ねこねこ幼女の愛情ごはん〜異世界でもふもふ達に料理を作ります!〜3
「エリナ……よく眠れたか?」

 ムキムキの身体をしたたくましい虎が、身をかがめてエリナの顔を覗き込んだ。彼は同じ猫科だからという理由で、彼女のことをとても気にかけているのだ。
 丸い虎耳に黄色い短髪の彼は、虎のキーガス。迫力のある外見をしているのに、実はとても優しい青年なのである。狼隊長のルディを尊敬しているし、そんな彼が面倒を見ているエリナのことを、猫科の獣人の誇りにかけて絶対に守ろうと決意している熱い若者なのだ。

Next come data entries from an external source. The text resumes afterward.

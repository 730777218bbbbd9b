//! Init command implementation.
//!
//! Writes an `iconset.yaml` spelling out the default configuration.

use std::fs;
use std::path::PathBuf;

use clap::Args;

use crate::discovery::{scan_templates, Config, CONFIG_FILENAME};
use crate::error::{IconError, Result};
use crate::output::{display_path, plural, Printer};

/// Initialize a project by generating an iconset.yaml
#[derive(Args, Debug)]
pub struct InitArgs {
    /// Project directory (default: current directory)
    #[arg(default_value = ".")]
    pub path: PathBuf,

    /// Overwrite existing iconset.yaml
    #[arg(long)]
    pub force: bool,
}

pub fn run(args: InitArgs, printer: &Printer) -> Result<PathBuf> {
    let config_path = args.path.join(CONFIG_FILENAME);

    if config_path.exists() && !args.force {
        return Err(IconError::Config {
            message: format!("{} already exists", CONFIG_FILENAME),
            help: Some("Use --force to overwrite".to_string()),
        });
    }

    let config = Config::default();
    let yaml = serde_yaml::to_string(&config).map_err(|e| IconError::Config {
        message: format!("Failed to serialize config: {}", e),
        help: None,
    })?;

    fs::write(&config_path, &yaml).map_err(|e| IconError::Io {
        path: config_path.clone(),
        message: format!("Failed to write config: {}", e),
    })?;

    let templates_dir = args.path.join(&config.templates);
    match scan_templates(&templates_dir) {
        Ok(templates) => printer.info(
            "Discovered",
            &format!(
                "{} in {}",
                plural(templates.len(), "template", "templates"),
                display_path(&templates_dir)
            ),
        ),
        Err(_) => printer.warning(
            "Missing",
            &format!("no template directory at {}", display_path(&templates_dir)),
        ),
    }

    printer.success("Created", &display_path(&config_path));

    Ok(config_path)
}

#[cfg(test)]
mod tests {
    use super::*;
    use tempfile::tempdir;

    #[test]
    fn test_init_creates_config() {
        let dir = tempdir().unwrap();
        fs::create_dir(dir.path().join("svg")).unwrap();
        fs::write(dir.path().join("svg/arrow.svg"), "<svg/>").unwrap();

        let path = run(
            InitArgs {
                path: dir.path().to_path_buf(),
                force: false,
            },
            &Printer::new(),
        )
        .unwrap();

        let written = Config::load(&path).unwrap();
        assert_eq!(written, Config::default());
    }

    #[test]
    fn test_init_refuses_to_overwrite() {
        let dir = tempdir().unwrap();
        fs::write(dir.path().join(CONFIG_FILENAME), "output: custom").unwrap();

        let result = run(
            InitArgs {
                path: dir.path().to_path_buf(),
                force: false,
            },
            &Printer::new(),
        );

        assert!(matches!(result, Err(IconError::Config { .. })));
        assert_eq!(
            fs::read_to_string(dir.path().join(CONFIG_FILENAME)).unwrap(),
            "output: custom"
        );
    }

    #[test]
    fn test_init_force_overwrites() {
        let dir = tempdir().unwrap();
        fs::write(dir.path().join(CONFIG_FILENAME), "output: custom").unwrap();

        run(
            InitArgs {
                path: dir.path().to_path_buf(),
                force: true,
            },
            &Printer::new(),
        )
        .unwrap();

        let config = Config::load(&dir.path().join(CONFIG_FILENAME)).unwrap();
        assert_eq!(config.output, PathBuf::from("rc"));
    }
}
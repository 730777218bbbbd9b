//! Placeholder colour substitution for SVG templates.

use crate::types::Colour;

/// Colour painted into every template where the state colour belongs.
pub const PLACEHOLDER: &str = "#ff0000";

/// A template with its placeholder colour replaced.
#[derive(Debug, Clone, PartialEq, Eq)]
pub struct Colorized {
    pub source: String,
    /// Number of placeholder occurrences replaced. Zero means the output is
    /// an untinted copy of the template.
    pub replacements: usize,
}

impl Colorized {
    pub fn is_untinted(&self) -> bool {
        self.replacements == 0
    }
}

/// Replace every occurrence of [`PLACEHOLDER`] with `colour`.
///
/// Matching is literal and case-sensitive.
pub fn colorize(source: &str, colour: Colour) -> Colorized {
    let replacements = source.matches(PLACEHOLDER).count();
    let source = if replacements == 0 {
        source.to_string()
    } else {
        source.replace(PLACEHOLDER, &colour.to_string())
    };

    Colorized {
        source,
        replacements,
    }
}

/// Replace `{{ ROLE }}` tokens with lowercase hex colours.
///
/// Used for the palette swatch, whose template names palette roles directly.
pub fn fill_palette_tokens<'a>(
    source: &str,
    roles: impl IntoIterator<Item = (&'a str, Colour)>,
) -> String {
    roles.into_iter().fold(source.to_string(), |data, (role, colour)| {
        data.replace(&format!("{{{{ {} }}}}", role), &colour.to_lower_hex())
    })
}
//! Rendering module for iconset.
//!
//! Turns SVG templates into coloured variants and rasterizes them to PNG.

mod colorize;
mod raster;
mod variants;

pub use colorize::{colorize, fill_palette_tokens, Colorized, PLACEHOLDER};
pub use raster::{Rasterizer, RenderContext, SvgRasterizer};
pub use variants::expand;
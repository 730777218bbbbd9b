//! Directory listing for templates and produced assets.
//!
//! Both listings are flat (no recursion) and sorted by filename so that a
//! run over the same directory always visits files in the same order.

use std::path::Path;

use walkdir::WalkDir;

use crate::error::{IconError, Result};

/// Extension of vector templates.
pub const TEMPLATE_EXTENSION: &str = "svg";

/// List the regular files directly inside `dir`, sorted by name.
///
/// A missing or unreadable directory is an error, and so is a file whose
/// name is not UTF-8.
pub fn list_files(dir: &Path) -> Result<Vec<String>> {
    if !dir.is_dir() {
        return Err(IconError::Io {
            path: dir.to_path_buf(),
            message: "Directory not found".to_string(),
        });
    }

    let mut files = Vec::new();
    for entry in WalkDir::new(dir)
        .min_depth(1)
        .max_depth(1)
        .sort_by_file_name()
    {
        let entry = entry.map_err(|e| IconError::Io {
            path: dir.to_path_buf(),
            message: format!("Failed to list directory: {}", e),
        })?;

        // Symlinks count as the file they point to
        if !entry.path().is_file() {
            continue;
        }

        let name = entry.file_name().to_str().ok_or_else(|| IconError::Io {
            path: entry.path().to_path_buf(),
            message: "File name is not valid UTF-8".to_string(),
        })?;
        files.push(name.to_string());
    }

    Ok(files)
}

/// List SVG template filenames in `dir`.
pub fn scan_templates(dir: &Path) -> Result<Vec<String>> {
    let suffix = format!(".{}", TEMPLATE_EXTENSION);
    Ok(list_files(dir)?
        .into_iter()
        .filter(|name| name.ends_with(&suffix))
        .collect())
}
use std::path::PathBuf;

use clap::Args;

use crate::error::Result;
use crate::output::{display_path, Printer};
use crate::render::{RenderContext, SvgRasterizer};
use crate::swatch::{generate_palette_image, PaletteImage, SWATCH_TEMPLATE};
use crate::types::Palette;

use super::ProjectArgs;

/// Render the palette swatch
#[derive(Args, Debug)]
pub struct PaletteImageArgs {
    #[command(flatten)]
    pub project: ProjectArgs,

    /// Palette: builtin name or path to a palette YAML file
    #[arg(long)]
    pub palette: Option<String>,

    /// Directory containing base_palette.svg
    #[arg(long)]
    pub templates: Option<PathBuf>,

    /// Directory for palette.svg and palette.png
    #[arg(long, short)]
    pub output: Option<PathBuf>,
}

pub fn run(args: PaletteImageArgs, printer: &Printer) -> Result<PaletteImage> {
    let config = args.project.load()?;
    let timeout = config.render_timeout();
    let palette = Palette::load(args.palette.as_deref().unwrap_or(&config.palette))?;
    let templates = args.templates.unwrap_or(config.templates);
    let template = templates.join(SWATCH_TEMPLATE);
    let output = args.output.unwrap_or(config.images);

    printer.status("Rendering", &format!("{} palette swatch", palette.name));
    printer.detail("Template", &display_path(&template));

    let rasterizer = SvgRasterizer::new().with_resources_dir(&templates);
    let image = RenderContext::scoped(rasterizer, timeout, |context| {
        generate_palette_image(&template, &output, &palette, context)
    })?;

    printer.success("Created", &display_path(&image.svg));
    printer.success("Created", &display_path(&image.png));

    Ok(image)
}
//! Expansion of a template into its per-state variants.

use crate::error::Result;
use crate::types::{State, StateColours, StateVariant, Template};

/// Map a template filename to its four state variants.
///
/// Variants come back in [`State::ALL`] order: `{name}.{ext}`,
/// `{name}_disabled.{ext}`, `{name}_focus.{ext}`, `{name}_pressed.{ext}`.
pub fn expand(filename: &str, colours: &StateColours) -> Result<Vec<StateVariant>> {
    let template = Template::parse(filename)?;

    Ok(State::ALL
        .iter()
        .map(|&state| StateVariant {
            state,
            filename: template.variant_filename(state),
            colour: colours.get(state),
        })
        .collect())
}

#[cfg(test)]
mod tests {
    use super::*;
    use crate::error::IconError;
    use crate::types::{Colour, Palette};
    use pretty_assertions::assert_eq;

    fn colours() -> StateColours {
        StateColours {
            normal: Colour::rgb(0x11, 0x11, 0x11),
            disabled: Colour::rgb(0x22, 0x22, 0x22),
            focus: Colour::rgb(0x33, 0x33, 0x33),
            pressed: Colour::rgb(0x44, 0x44, 0x44),
        }
    }

    #[test]
    fn test_expand_names_and_colours() {
        let variants = expand("icon.svg", &colours()).unwrap();

        let pairs: Vec<(String, String)> = variants
            .iter()
            .map(|v| (v.filename.clone(), v.colour.to_string()))
            .collect();

        assert_eq!(
            pairs,
            vec![
                ("icon.svg".to_string(), "#111111".to_string()),
                ("icon_disabled.svg".to_string(), "#222222".to_string()),
                ("icon_focus.svg".to_string(), "#333333".to_string()),
                ("icon_pressed.svg".to_string(), "#444444".to_string()),
            ]
        );
    }

    #[test]
    fn test_expand_always_four_unique() {
        let dark = StateColours::resolve(&Palette::dark()).unwrap();

        for name in ["a.svg", "branch_closed.svg", "x.png"] {
            let variants = expand(name, &dark).unwrap();
            assert_eq!(variants.len(), 4);

            let mut filenames: Vec<&str> = variants.iter().map(|v| v.filename.as_str()).collect();
            filenames.sort();
            filenames.dedup();
            assert_eq!(filenames.len(), 4);
        }
    }

    #[test]
    fn test_expand_invalid_filename() {
        let err = expand("archive.tar.svg", &colours()).unwrap_err();
        assert!(matches!(err, IconError::InvalidFilenameFormat { filename } if filename == "archive.tar.svg"));
    }
}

 その後ろからのっそりと入ってくるのは、キーガス以上にたくましく迫力がある、いや、ありすぎる、熊のアルデルンである。

「おはよう、今朝もお邪魔する」

 礼儀正しいのは、彼も貴族の令息だからである。礼儀作法をひと通り学んだ彼なのだが、表情筋は貴族的な動きをするのが苦手と見えて、なんだかいつも恐ろしい顔になってしまっている。

「エリナ、ええと、今朝のごはんは、なにかな?」

 幼い子猫に、なるべく優しそうな笑顔で声をかけるアルデルンなのだが。

「朝からその顔はやめろ!」

 残念ながら、獰猛すぎる笑顔は隊員たちからダメ出しをくらってしまった。